Il problema principale risiede nel modo in cui gli ibridi range extender si comportano in diversi ambienti di guida. La joint venture Volkswagen con SAIC in Cina ha sviluppato ID.Era, un concept SUV a sette posti che utilizza una batteria da 300 km (186 miglia) integrata da un’estensione di 435 miglia tramite un motore di bordo che funge da generatore. Tuttavia, VW sostiene che questa configurazione, adatta al congestionato traffico cinese, è inefficiente e costosa per le più dinamiche condizioni stradali europee.

La Nissan Qashqai e-Power è l’unico grande esempio europeo di questa tecnologia; offre fino a 745 miglia di autonomia ma con emissioni di CO2 doppie rispetto a molti ibridi plug-in, rendendolo meno attraente secondo le normative europee sulle emissioni.

Barriere normative e finanziarie

La riluttanza di Volkswagen è rafforzata dalla mancanza di incentivi per i range extender secondo le norme europee sulla CO2. Schäfer sottolinea che offrire una batteria di grandi dimensioni, un motore elettrico e un motore a combustione aumenta contemporaneamente i costi senza fornire vantaggi tangibili. L’azienda ritiene che concentrarsi sugli ibridi plug-in con un’autonomia elettrica di 150 km (93 miglia) sia una soluzione più pratica.
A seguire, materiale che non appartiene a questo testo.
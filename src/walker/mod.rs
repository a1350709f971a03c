//! Deterministic directory traversal producing file records

pub mod binary;
pub mod filter;
pub mod record;

pub use binary::{BinaryDetector, Classified};
pub use filter::{ConfigFilter, SkipReason};
pub use record::{BINARY_LANGUAGE, BINARY_PLACEHOLDER, FileRecord};

use crate::analysis::{FileMetrics, FileMetricsAnalyzer};
use crate::config::Settings;
use crate::error::{NotFoundError, Result};
use crate::language::detect_language_for_path;
use crate::notifier::Notifier;
use crate::paths::PathFormatter;
use crate::types::{FailureEntry, SkipEntry};
use ignore::WalkBuilder;
use std::fs;
use std::path::{Path, PathBuf};
use std::sync::atomic::{AtomicBool, Ordering};
use std::sync::{Arc, Mutex};

/// Records and side results of one walk
#[derive(Debug, Default)]
pub struct WalkOutcome {
    pub records: Vec<FileRecord>,
    pub skipped: Vec<SkipEntry>,
    pub failures: Vec<FailureEntry>,
    pub cancelled: bool,
}

pub struct TreeWalker {
    pub(crate) root: PathBuf,
    settings: Arc<Settings>,
    filter: ConfigFilter,
    /// Optional cancellation flag - if set to true, walk() will exit early
    cancelled: Option<Arc<AtomicBool>>,
}

impl TreeWalker {
    pub fn new(root: impl AsRef<Path>, settings: Arc<Settings>) -> Result<Self> {
        let root = root.as_ref().to_path_buf();
        let filter = ConfigFilter::new(&root, &settings)?;
        Ok(Self {
            root,
            settings,
            filter,
            cancelled: None,
        })
    }

    /// Set a cancellation flag that will be checked between entries.
    pub fn with_cancellation_flag(mut self, cancelled: Arc<AtomicBool>) -> Self {
        self.cancelled = Some(cancelled);
        self
    }

    /// Leave a subtree out of the walk, whatever the settings say
    pub fn with_excluded(mut self, path: impl Into<PathBuf>) -> Self {
        self.filter = self.filter.with_excluded(path);
        self
    }

    /// Leave out earlier artifacts sitting directly in `dir`
    pub fn with_excluded_artifacts(mut self, dir: impl Into<PathBuf>) -> Self {
        self.filter = self.filter.with_excluded_artifacts(dir);
        self
    }

    /// Check if cancellation has been requested
    fn is_cancelled(&self) -> bool {
        self.cancelled
            .as_ref()
            .is_some_and(|flag| flag.load(Ordering::Relaxed))
    }

    /// Walk the root depth-first in name order and build a record per included file
    pub fn walk(&self, notifier: &Notifier) -> Result<WalkOutcome> {
        if !self.root.exists() {
            return Err(NotFoundError::BaseDirectory(self.root.display().to_string()).into());
        }
        if !self.root.is_dir() {
            return Err(NotFoundError::NotADirectory(self.root.display().to_string()).into());
        }

        let mut outcome = WalkOutcome::default();
        let files = self.collect_files(&mut outcome);
        if outcome.cancelled {
            tracing::info!("Walk cancelled while collecting files");
            return Ok(outcome);
        }

        let total = files.len();
        tracing::info!("Found {} files under {:?}", total, self.root);

        let mut analyzer = FileMetricsAnalyzer::new();
        for (index, path) in files.iter().enumerate() {
            if self.is_cancelled() {
                tracing::info!("Walk cancelled after {} of {} files", index, total);
                outcome.cancelled = true;
                return Ok(outcome);
            }

            let canonical = PathFormatter::canonical(&self.root, path);
            notifier.status(&format!("Processing: {}", canonical));

            match self.build_record(path, canonical.clone(), &mut analyzer) {
                Ok(record) => outcome.records.push(record),
                Err(e) => {
                    tracing::warn!("Failed to read {:?}: {}", path, e);
                    outcome.failures.push(FailureEntry {
                        path: canonical,
                        error: e.to_string(),
                    });
                }
            }

            notifier.progress_of(index + 1, total);
        }

        Ok(outcome)
    }

    /// Included file paths in walk order. Pruned directories and skipped
    /// files are recorded on `outcome`.
    fn collect_files(&self, outcome: &mut WalkOutcome) -> Vec<PathBuf> {
        let pruned = Arc::new(Mutex::new(Vec::new()));
        let mut builder = WalkBuilder::new(&self.root);

        builder
            .standard_filters(false)
            .hidden(false)
            .follow_links(false)
            .sort_by_file_name(|a, b| a.cmp(b));

        if self.settings.directories.respect_gitignore {
            builder
                .git_ignore(true)
                .git_exclude(true)
                .ignore(true)
                .require_git(false);
        }

        let filter = self.filter.clone();
        let root = self.root.clone();
        let prune_log = Arc::clone(&pruned);
        builder.filter_entry(move |entry| {
            if entry.depth() == 0 || !entry.file_type().is_some_and(|t| t.is_dir()) {
                return true;
            }

            match filter.check_directory(entry.path()) {
                Some(reason) => {
                    tracing::debug!("Pruning directory {:?}: {}", entry.path(), reason);
                    if let Ok(mut pruned) = prune_log.lock() {
                        pruned.push(SkipEntry {
                            path: PathFormatter::canonical(&root, entry.path()),
                            reason: reason.to_string(),
                        });
                    }
                    false
                }
                None => true,
            }
        });

        let mut files = Vec::new();
        for entry in builder.build() {
            // Check for cancellation at the start of each iteration
            if self.is_cancelled() {
                outcome.cancelled = true;
                break;
            }

            let entry = match entry {
                Ok(entry) => entry,
                Err(e) => {
                    tracing::warn!("Failed to read directory entry: {}", e);
                    outcome.failures.push(FailureEntry {
                        path: self.root.display().to_string(),
                        error: e.to_string(),
                    });
                    continue;
                }
            };

            if entry.depth() == 0 || !entry.file_type().is_some_and(|t| t.is_file()) {
                continue;
            }

            let path = entry.path();
            if let Some(reason) = self.filter.check_file(path) {
                tracing::debug!("Skipping file {:?}: {}", path, reason);
                outcome.skipped.push(SkipEntry {
                    path: PathFormatter::canonical(&self.root, path),
                    reason: reason.to_string(),
                });
                continue;
            }

            files.push(path.to_path_buf());
        }

        if let Ok(mut pruned) = pruned.lock() {
            outcome.skipped.append(&mut pruned);
        }

        files
    }

    fn build_record(
        &self,
        path: &Path,
        canonical: String,
        analyzer: &mut FileMetricsAnalyzer,
    ) -> std::io::Result<FileRecord> {
        let display_path = PathFormatter::display(&canonical, self.settings.paths.path_style);
        let language = detect_language_for_path(path);
        let size = fs::metadata(path)?.len();

        let placeholder = FileRecord {
            path: canonical,
            display_path,
            language,
            metrics: FileMetrics::opaque(size),
            content: BINARY_PLACEHOLDER.to_string(),
            is_binary: true,
        };

        if size > self.settings.metrics.max_file_size {
            tracing::debug!(
                "File {:?} exceeds max_file_size ({} > {}), exporting placeholder",
                path,
                size,
                self.settings.metrics.max_file_size
            );
            return Ok(placeholder);
        }

        match BinaryDetector::classify(fs::read(path)?) {
            Classified::Text(content) => Ok(FileRecord {
                metrics: analyzer.analyze(path, &content),
                content,
                is_binary: false,
                ..placeholder
            }),
            Classified::Binary => {
                tracing::debug!("Binary file {:?}, exporting placeholder", path);
                Ok(placeholder)
            }
        }
    }
}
Il futuro dei veicoli elettrici: oltre i range extender

Il capo della ricerca e sviluppo di VW, Kai Grünitz, suggerisce che i progressi nella tecnologia dei veicoli elettrici puri renderanno obsoleti i range extender. Grünitz sostiene che un veicolo elettrico con un’autonomia di 400 miglia e una capacità di ricarica di 15 minuti eliminerebbe la necessità di un motore a combustione come riserva. Descrive i range extender come una combinazione di “il peggio di entrambi i mondi”: costosi, pesanti e, in definitiva, inefficienti.

Una strategia divergente: Cina contro Europa

Mentre VW respinge i range extender per l’Europa, altri produttori come Leapmotor e Renault stanno esplorando la tecnologia per i modelli futuri, in particolare sulle nuove piattaforme EV. Tuttavia, Volkswagen rimane impegnata negli ibridi plug-in e nello sviluppo continuo di veicoli elettrici puri più capaci, ritenendo che questi rappresentino la strada più praticabile per il mercato europeo.

In definitiva, la decisione di Volkswagen evidenzia le strategie divergenti tra i mercati automobilistici, dove l’efficienza, la regolamentazione e il rapporto costo-efficacia dettano l’adozione tecnologica. L’attenzione dell’azienda rimane fermamente su soluzioni puramente elettriche e ibride plug-in, liquidando i range extender come un compromesso costoso e non necessario per i consumatori europei.